We sincerely apologize for this situation.

Out of concern for the security of your personal data and in accordance with internal procedures, the Company took appropriate steps to clarify the incident, determined its causes, and immediately after detecting the incident, took the necessary actions to minimize its potential effects. At the same time, we assure you that the Administrator has restored the proper functioning of the processes and immediately changed access data, thus preventing further third-party access to your data.

Fulfilling the requirements resulting from Art. 34 of the GDPR, we inform you about the details of the breach, its potential consequences for you, possible ways to counteract the negative effects of the breach, and present the actions we have taken in connection with this event.

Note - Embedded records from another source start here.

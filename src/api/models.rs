use poem_openapi::{ApiResponse, Enum, Object, payload::Json};

use crate::domain::{CourseInfo, CourseStats, CourseTab, OwnedCourse, SavedCourse};
use crate::shelf::ReconcileOutcome;

#[derive(Debug, Clone, Object)]
pub struct ErrorDto {
    /// Human-readable error message
    pub message: String,
}

#[derive(Debug, Clone, Object)]
#[oai(rename_all = "camelCase")]
pub struct CourseInfoDto {
    pub id: String,
    #[oai(default)]
    pub title: String,
    #[oai(default)]
    pub teacher: String,
    #[oai(default)]
    pub price: String,
    #[oai(default)]
    pub image: String,
}

impl From<CourseInfoDto> for CourseInfo {
    fn from(dto: CourseInfoDto) -> Self {
        CourseInfo {
            id: dto.id,
            title: dto.title,
            teacher: dto.teacher,
            price: dto.price,
            image: dto.image,
        }
    }
}

#[derive(Debug, Clone, Object)]
#[oai(rename_all = "camelCase")]
pub struct OwnedCourseDto {
    pub id: String,
    pub title: String,
    pub teacher: String,
    pub price: String,
    pub image: String,
    /// Whole percentage, 0-100
    pub progress: u32,
}

impl From<OwnedCourse> for OwnedCourseDto {
    fn from(c: OwnedCourse) -> Self {
        OwnedCourseDto {
            id: c.id,
            title: c.title,
            teacher: c.teacher,
            price: c.price,
            image: c.image,
            progress: u32::from(c.progress.value()),
        }
    }
}

#[derive(Debug, Clone, Object)]
pub struct AddCourseRequestDto {
    pub course: CourseInfoDto,
    /// Initial progress; defaults to 0 and is ignored if the course is already owned
    pub progress: Option<f64>,
}

#[derive(Debug, Clone, Object)]
pub struct SetProgressRequestDto {
    /// Any number; stored clamped to 0-100 and rounded
    pub progress: f64,
}

#[derive(Debug, Clone, Object)]
#[oai(rename_all = "camelCase")]
pub struct SavedCourseDto {
    pub id: String,
    #[oai(default)]
    pub title: String,
    #[oai(default)]
    pub teacher: String,
    #[oai(default)]
    pub price: String,
    #[oai(default)]
    pub image: String,
    pub rating: Option<String>,
    pub lessons: Option<String>,
    pub badge: Option<String>,
}

impl From<SavedCourse> for SavedCourseDto {
    fn from(c: SavedCourse) -> Self {
        SavedCourseDto {
            id: c.id,
            title: c.title,
            teacher: c.teacher,
            price: c.price,
            image: c.image,
            rating: c.rating,
            lessons: c.lessons,
            badge: c.badge,
        }
    }
}

impl From<SavedCourseDto> for SavedCourse {
    fn from(dto: SavedCourseDto) -> Self {
        SavedCourse {
            id: dto.id,
            title: dto.title,
            teacher: dto.teacher,
            price: dto.price,
            image: dto.image,
            rating: dto.rating,
            lessons: dto.lessons,
            badge: dto.badge,
        }
    }
}

#[derive(Debug, Clone, Object)]
#[oai(rename_all = "camelCase")]
pub struct SavedStatusDto {
    pub id: String,
    pub saved: bool,
    pub saved_count: u64,
}

#[derive(Debug, Clone, Object)]
pub struct ClearedDto {
    pub removed: u64,
}

#[derive(Debug, Clone, Object)]
pub struct StatsDto {
    pub all: u64,
    pub ongoing: u64,
    pub completed: u64,
    pub saved: u64,
}

impl StatsDto {
    pub fn new(stats: CourseStats, saved: usize) -> Self {
        StatsDto {
            all: stats.all as u64,
            ongoing: stats.ongoing as u64,
            completed: stats.completed as u64,
            saved: saved as u64,
        }
    }
}

#[derive(Debug, Clone, Object)]
pub struct ReadyDto {
    pub ready: bool,
}

#[derive(Debug, Clone, Copy, PartialEq, Eq, Enum)]
#[oai(rename_all = "lowercase")]
pub enum CourseTabDto {
    All,
    Ongoing,
    Completed,
}

impl From<CourseTabDto> for CourseTab {
    fn from(tab: CourseTabDto) -> Self {
        match tab {
            CourseTabDto::All => CourseTab::All,
            CourseTabDto::Ongoing => CourseTab::Ongoing,
            CourseTabDto::Completed => CourseTab::Completed,
        }
    }
}

#[derive(Debug, Clone, Copy, PartialEq, Eq, Enum)]
#[oai(rename_all = "snake_case")]
pub enum SyncOutcomeDto {
    NotOwned,
    AlreadySynced,
    Applied,
    NoLessons,
    Failed,
    Discarded,
}

#[derive(Debug, Clone, Object)]
pub struct SyncResultDto {
    pub outcome: SyncOutcomeDto,
    /// Stored progress after the sync, if the course is owned
    pub progress: Option<u32>,
}

impl SyncResultDto {
    pub fn new(outcome: ReconcileOutcome, progress: Option<u32>) -> Self {
        let outcome = match outcome {
            ReconcileOutcome::NotOwned => SyncOutcomeDto::NotOwned,
            ReconcileOutcome::AlreadySynced => SyncOutcomeDto::AlreadySynced,
            ReconcileOutcome::Applied(_) => SyncOutcomeDto::Applied,
            ReconcileOutcome::NoLessons => SyncOutcomeDto::NoLessons,
            ReconcileOutcome::Failed => SyncOutcomeDto::Failed,
            ReconcileOutcome::Discarded => SyncOutcomeDto::Discarded,
        };
        SyncResultDto { outcome, progress }
    }
}

#[derive(Debug, Clone, Object)]
#[oai(rename_all = "camelCase")]
pub struct CompleteLessonRequestDto {
    pub course_id: String,
}

// ===== Responses =====

#[derive(ApiResponse)]
pub enum ReadyResponseDto {
    /// Both stores hydrated
    #[oai(status = 200)]
    Ok(Json<ReadyDto>),

    /// Still hydrating
    #[oai(status = 503)]
    NotReady(Json<ReadyDto>),
}

#[derive(ApiResponse)]
pub enum OwnedCourseListResponseDto {
    #[oai(status = 200)]
    Ok(Json<Vec<OwnedCourseDto>>),
}

#[derive(ApiResponse)]
pub enum OwnedCourseResponseDto {
    #[oai(status = 200)]
    Ok(Json<OwnedCourseDto>),

    /// Course is not owned
    #[oai(status = 404)]
    NotFound(Json<ErrorDto>),
}

#[derive(ApiResponse)]
pub enum AddCourseResponseDto {
    /// Newly owned
    #[oai(status = 201)]
    Created(Json<OwnedCourseDto>),

    /// Already owned; existing progress kept
    #[oai(status = 200)]
    AlreadyOwned(Json<OwnedCourseDto>),

    #[oai(status = 400)]
    BadRequest(Json<ErrorDto>),
}

#[derive(ApiResponse)]
pub enum NoContentResponseDto {
    /// Empty 204 response
    #[oai(status = 204)]
    NoContent,

    #[oai(status = 404)]
    NotFound(Json<ErrorDto>),
}

#[derive(ApiResponse)]
pub enum ClearedResponseDto {
    #[oai(status = 200)]
    Ok(Json<ClearedDto>),
}

#[derive(ApiResponse)]
pub enum StatsResponseDto {
    #[oai(status = 200)]
    Ok(Json<StatsDto>),
}

#[derive(ApiResponse)]
pub enum SyncResponseDto {
    #[oai(status = 200)]
    Ok(Json<SyncResultDto>),
}

#[derive(ApiResponse)]
pub enum SavedListResponseDto {
    /// Most recently saved first
    #[oai(status = 200)]
    Ok(Json<Vec<SavedCourseDto>>),
}

#[derive(ApiResponse)]
pub enum SavedStatusResponseDto {
    #[oai(status = 200)]
    Ok(Json<SavedStatusDto>),

    #[oai(status = 400)]
    BadRequest(Json<ErrorDto>),
}

#[derive(ApiResponse)]
pub enum CompleteLessonResponseDto {
    /// Lesson recorded; progress re-synced
    #[oai(status = 200)]
    Ok(Json<SyncResultDto>),

    /// Upstream lesson API error
    #[oai(status = 502)]
    BadGateway(Json<ErrorDto>),
}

Potential consequences and risks

The security breach identified in our IT system could lead to unauthorized third-party access to your personal data. Furthermore, in the Company’s assessment, this situation constituted an unintended incident resulting in a personal data breach, the possible consequences of which (also indicated as examples in decisions issued by the President of the Personal Data Protection Office) may include:

  • Obtaining access to the personal data and restricting your control over this personal data.
  • Attempted identity theft or forgery.
  • Attempted fraud to obtain broader information and force the provision of additional data to perform unauthorized transactions.

Given the risk that the data may have been visible to an unauthorized person, we inform you about the potential consequences of the breach for your data:

  • Conducting phishing attempts by impersonating the Company or other entities to obtain additional information or financial resources from you.
  • Using your data to send unwanted messages, marketing content, or unsolicited commercial information.

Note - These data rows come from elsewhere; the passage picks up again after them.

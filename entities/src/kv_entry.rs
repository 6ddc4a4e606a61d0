//! One persisted snapshot per key.

use sea_orm::entity::prelude::*;

#[derive(Clone, Debug, PartialEq, Eq, DeriveEntityModel)]
#[sea_orm(table_name = "kv_entry")]
pub struct Model {
    #[sea_orm(primary_key, auto_increment = false)]
    pub key: String,
    #[sea_orm(column_type = "Text")]
    pub value: String,
    pub updated_at: DateTimeUtc,
}

#[derive(Copy, Clone, Debug, EnumIter, DeriveRelation)]
pub enum Relation {}

impl ActiveModelBehavior for ActiveModel {}
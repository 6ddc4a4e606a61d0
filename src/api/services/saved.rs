use poem_openapi::payload::Json;

use crate::{
    api::models::{
        ClearedDto, ClearedResponseDto, ErrorDto, SavedCourseDto, SavedListResponseDto,
        SavedStatusDto, SavedStatusResponseDto,
    },
    shelf::Shelf,
};

pub struct SavedService<'a> {
    pub shelf: &'a Shelf,
}

impl<'a> SavedService<'a> {
    pub fn new(shelf: &'a Shelf) -> Self {
        Self { shelf }
    }

    #[tracing::instrument(level = "debug", skip(self))]
    pub fn list(&self) -> SavedListResponseDto {
        let dtos = self
            .shelf
            .saved()
            .saved()
            .into_iter()
            .map(SavedCourseDto::from)
            .collect();
        SavedListResponseDto::Ok(Json(dtos))
    }

    #[tracing::instrument(level = "debug", skip(self))]
    pub fn status(&self, id: &str) -> SavedStatusResponseDto {
        let saved = self.shelf.saved();
        SavedStatusResponseDto::Ok(Json(SavedStatusDto {
            id: id.to_string(),
            saved: saved.is_saved(id),
            saved_count: saved.saved_count() as u64,
        }))
    }

    #[tracing::instrument(level = "debug", skip(self, course), fields(id = %course.id))]
    pub async fn toggle(&self, course: SavedCourseDto) -> SavedStatusResponseDto {
        if course.id.trim().is_empty() {
            return SavedStatusResponseDto::BadRequest(Json(ErrorDto {
                message: "Course id is required".to_string(),
            }));
        }
        let id = course.id.clone();
        let saved = self.shelf.saved().toggle_save(course.into()).await;
        SavedStatusResponseDto::Ok(Json(SavedStatusDto {
            id,
            saved,
            saved_count: self.shelf.saved().saved_count() as u64,
        }))
    }

    #[tracing::instrument(level = "debug", skip(self))]
    pub async fn clear(&self) -> ClearedResponseDto {
        let removed = self.shelf.saved().clear_all().await;
        ClearedResponseDto::Ok(Json(ClearedDto {
            removed: removed as u64,
        }))
    }
}
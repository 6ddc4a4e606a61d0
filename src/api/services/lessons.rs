use poem_openapi::payload::Json;

use crate::{
    api::models::{CompleteLessonResponseDto, ErrorDto, SyncResultDto},
    shelf::Shelf,
};

pub struct LessonService<'a> {
    pub shelf: &'a Shelf,
}

impl<'a> LessonService<'a> {
    pub fn new(shelf: &'a Shelf) -> Self {
        Self { shelf }
    }

    /// Record a completed lesson upstream, then pull the course again so its
    /// stored progress picks up the change.
    #[tracing::instrument(level = "debug", skip(self))]
    pub async fn complete(&self, lesson_id: &str, course_id: &str) -> CompleteLessonResponseDto {
        let reconciler = self.shelf.reconciler();
        if let Err(e) = reconciler
            .gateway()
            .complete_lesson(lesson_id, Some(course_id))
            .await
        {
            tracing::error!(error = %format!("{:?}", e), %lesson_id, %course_id, "failed to complete lesson");
            return CompleteLessonResponseDto::BadGateway(Json(ErrorDto {
                message: format!("Lesson API error: {}", e),
            }));
        }
        let outcome = reconciler.refresh(course_id).await;
        let progress = self
            .shelf
            .owned()
            .get(course_id)
            .map(|c| u32::from(c.progress.value()));
        CompleteLessonResponseDto::Ok(Json(SyncResultDto::new(outcome, progress)))
    }
}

Actions taken by the controller

After detecting the security incident, we took a number of actions (measures applied to minimize the effects of the breach), including:

  • Changed access privileges, which eliminated the possibility of further access to the data by unauthorized persons.
  • Conducted a security audit to prevent similar incidents in the future.
  • Reported the breach to the President of the Personal Data Protection Office (UODO) and CSIRT NASK, and notified the prosecutor’s office about the possibility of a crime being committed. The Administrator also instructed its employees on the need for increased vigilance.

Recommended preventive actions

To prevent potential negative consequences of the personal data breach and minimize the risk of your data being used, we recommend exercising special caution, especially regarding emails that appear to come from the Company or are allegedly sent on behalf of the Company’s personnel or other entities, and taking the following preventive actions:

  • Check the sender of the email message.
  • Carefully read the content of received messages and report suspicious messages as spam.
  • Exercise special vigilance if you are asked by phone to verify your identity or actions in which you did not participate.
  • Exercise due diligence in your actions and double-check personal data in ongoing correspondence.
  • Do not open links or attached files in messages from unknown/suspicious senders.
  • Report every suspicious website, email, and SMS to the Polish CSIRT NASK via the form on the website https://incydent.cert.pl or by sending suspicious SMS messages to the Polish number 8080.
  • Be cautious about received SMS and emails. We recommend checking the URL of the pages you may be redirected to, making sure it is the official website of the given entity.

We also recommend caution if messages contain requests for:

  • Suspicious content and incorrect Polish characters.
  • Making payments or transferring any financial funds.
  • Providing additional personal data.
  • Using a link placed in the email content.
  • Downloading a file from an attachment.

If you have any questions or need additional information, please contact us at the email address rodo@bigcheesestudio.pl.

We assure you that we are making every effort to prevent similar situations in the future.

Apologizing for any inconvenience, we extend our best regards.